August 28, 2013 - 5:29 pm UTC

the best way:

do not update, perform the update logic during the load. Just do a single load with all of the update logic embedded.

why do you feel the need to update twice? why wouldn't you just insert the data you want????

Update Methods

Todor, August 22, 2013 - 12:10 pm UTC

Hi Tom,

I found an articale where 8 update methods are compared:
http://www.orafaq.com/node/2450

Can we trust the test that are made?

In your opinion, which method schould be used if it's necessary to use dynamic sql for the updates? (11g)

Thank you!

August 28, 2013 - 6:11 pm UTC

they missed the best

do not UPDATE!!!!!! use create table as select to create the modified data. can skip redo, undo, run in parallel, bypass the inefficient buffer cache and do it all in a single statement.

but always bulk up

a single sql statement is almost always the way to go

parallel can benefit sometimes (but not always)

DDL should be considered when you are going to hit most of the blocks anyway (eg: if you are going to update 1% of the rows in a table, and that table has 100 rows per block, and your data is uniformally scattered through the table - you will update every single block - you might as well use DDL for that!!!!)

Any better suggestion for the below code?

Karthik, September 06, 2013 - 8:01 am UTC

Hi Tom

I request you to kindly let me know if there is a better way to write the below code.
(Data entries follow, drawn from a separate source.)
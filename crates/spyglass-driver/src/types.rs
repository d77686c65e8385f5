use std::fmt;

use serde::{Deserialize, Serialize};

/// An element locator, expressed as an XPath into the current context's
/// UI tree (native accessibility tree or webview DOM).
#[derive(Debug, Clone, PartialEq, Eq, Hash, Serialize, Deserialize)]
#[serde(transparent)]
pub struct Selector(String);

impl Selector {
    pub fn new(xpath: impl Into<String>) -> Self {
        Self(xpath.into())
    }

    pub fn as_str(&self) -> &str {
        &self.0
    }
}

impl fmt::Display for Selector {
    fn fmt(&self, f: &mut fmt::Formatter<'_>) -> fmt::Result {
        f.write_str(&self.0)
    }
}

impl From<&str> for Selector {
    fn from(xpath: &str) -> Self {
        Self(xpath.to_string())
    }
}

/// Opaque driver-assigned element handle, returned by bulk lookups and
/// accepted by [`crate::UiDriver::click_element`].
#[derive(Debug, Clone, PartialEq, Eq, Serialize, Deserialize)]
#[serde(transparent)]
pub struct ElementId(String);

impl ElementId {
    pub fn new(id: impl Into<String>) -> Self {
        Self(id.into())
    }

    pub fn as_str(&self) -> &str {
        &self.0
    }
}

impl fmt::Display for ElementId {
    fn fmt(&self, f: &mut fmt::Formatter<'_>) -> fmt::Result {
        f.write_str(&self.0)
    }
}

/// On-screen bounding box of an element, in logical pixels.
#[derive(Debug, Clone, Copy, PartialEq, Serialize, Deserialize)]
pub struct Rect {
    pub x: f64,
    pub y: f64,
    pub width: f64,
    pub height: f64,
}

impl Rect {
    /// Whether the rect occupies any visible area at all.
    pub fn has_area(&self) -> bool {
        self.width > 0.0 && self.height > 0.0
    }
}

/// Mobile platform under test.
#[derive(Debug, Clone, Copy, PartialEq, Eq, Serialize, Deserialize)]
#[serde(rename_all = "lowercase")]
pub enum Platform {
    Android,
    Ios,
}

impl Platform {
    pub fn as_str(&self) -> &'static str {
        match self {
            Platform::Android => "android",
            Platform::Ios => "ios",
        }
    }
}

impl fmt::Display for Platform {
    fn fmt(&self, f: &mut fmt::Formatter<'_>) -> fmt::Result {
        f.write_str(self.as_str())
    }
}

impl std::str::FromStr for Platform {
    type Err = String;

    fn from_str(s: &str) -> Result<Self, Self::Err> {
        match s.to_ascii_lowercase().as_str() {
            "android" => Ok(Platform::Android),
            "ios" => Ok(Platform::Ios),
            other => Err(format!("Unknown platform: '{}'", other)),
        }
    }
}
This code basically updates about 350 million records using BULK UPDATE and FORALL statements. It takes about 32-35 hours for this code to complete the updation. Kindly suggest if there any better ways to update. We are using 20 threads / jobs in parallel to do the updation and still takes the above time.
----------------------
FUNCTION INTF_MAINFL1_UPDATE_T(ID_FROM IN NUMBER, ID_TO IN NUMBER)
RETURN BOOLEAN AS
CURSOR cur_intf_mainfl1 IS
SELECT im.rowid i_rowid, im.im1_sys_id i_seqno
FROM intf_mainfl1 im
where im.im1_sys_id between ID_FROM AND ID_TO;

varid intf_mainfl1.im1_sys_id%TYPE;
varcount NUMBER;

TYPE typ_cur_intf_mainfl1 IS TABLE OF cur_intf_mainfl1%ROWTYPE;
lv_typ_cur_intf_mainfl1 typ_cur_intf_mainfl1;

BEGIN
varcount := 0;
OPEN cur_intf_mainfl1;
LOOP
FETCH cur_intf_mainfl1 BULK COLLECT
INTO lv_typ_cur_intf_mainfl1 LIMIT 2500;

EXIT WHEN lv_typ_cur_intf_mainfl1.COUNT = 0;

FORALL i IN lv_typ_cur_intf_mainfl1.first .. lv_typ_cur_intf_mainfl1.last
-- LOOP
-- BEGIN
-- varid := lv_typ_cur_intf_mainfl1(i).i_seqno;
UPDATE dedup_precook_data dpd
SET dpd.dpd_rowid = lv_typ_cur_intf_mainfl1(i).i_rowid
WHERE dpd.dpd_table_id = 'M'
AND dpd.dpd_uploadid = lv_typ_cur_intf_mainfl1(i).i_seqno;

FORALL i IN lv_typ_cur_intf_mainfl1.first .. lv_typ_cur_intf_mainfl1.last
UPDATE dedup_result dr
SET dr.drm_rowid = lv_typ_cur_intf_mainfl1(i).i_rowid
WHERE dr.drm_table_id = 'M'
AND dr.drm_uploadid = lv_typ_cur_intf_mainfl1(i).i_seqno;

--END LOOP;
COMMIT;
END LOOP;
CLOSE cur_intf_mainfl1;
COMMIT;
RETURN TRUE;

EXCEPTION
WHEN OTHERS THEN
RETURN FALSE;
END;
----------------------

September 09, 2013 - 11:37 am UTC

 EXCEPTION
    WHEN OTHERS THEN
      RETURN FALSE;
  END;

I hate your code

search this site for "i hate your code" to find out what I hate about your code...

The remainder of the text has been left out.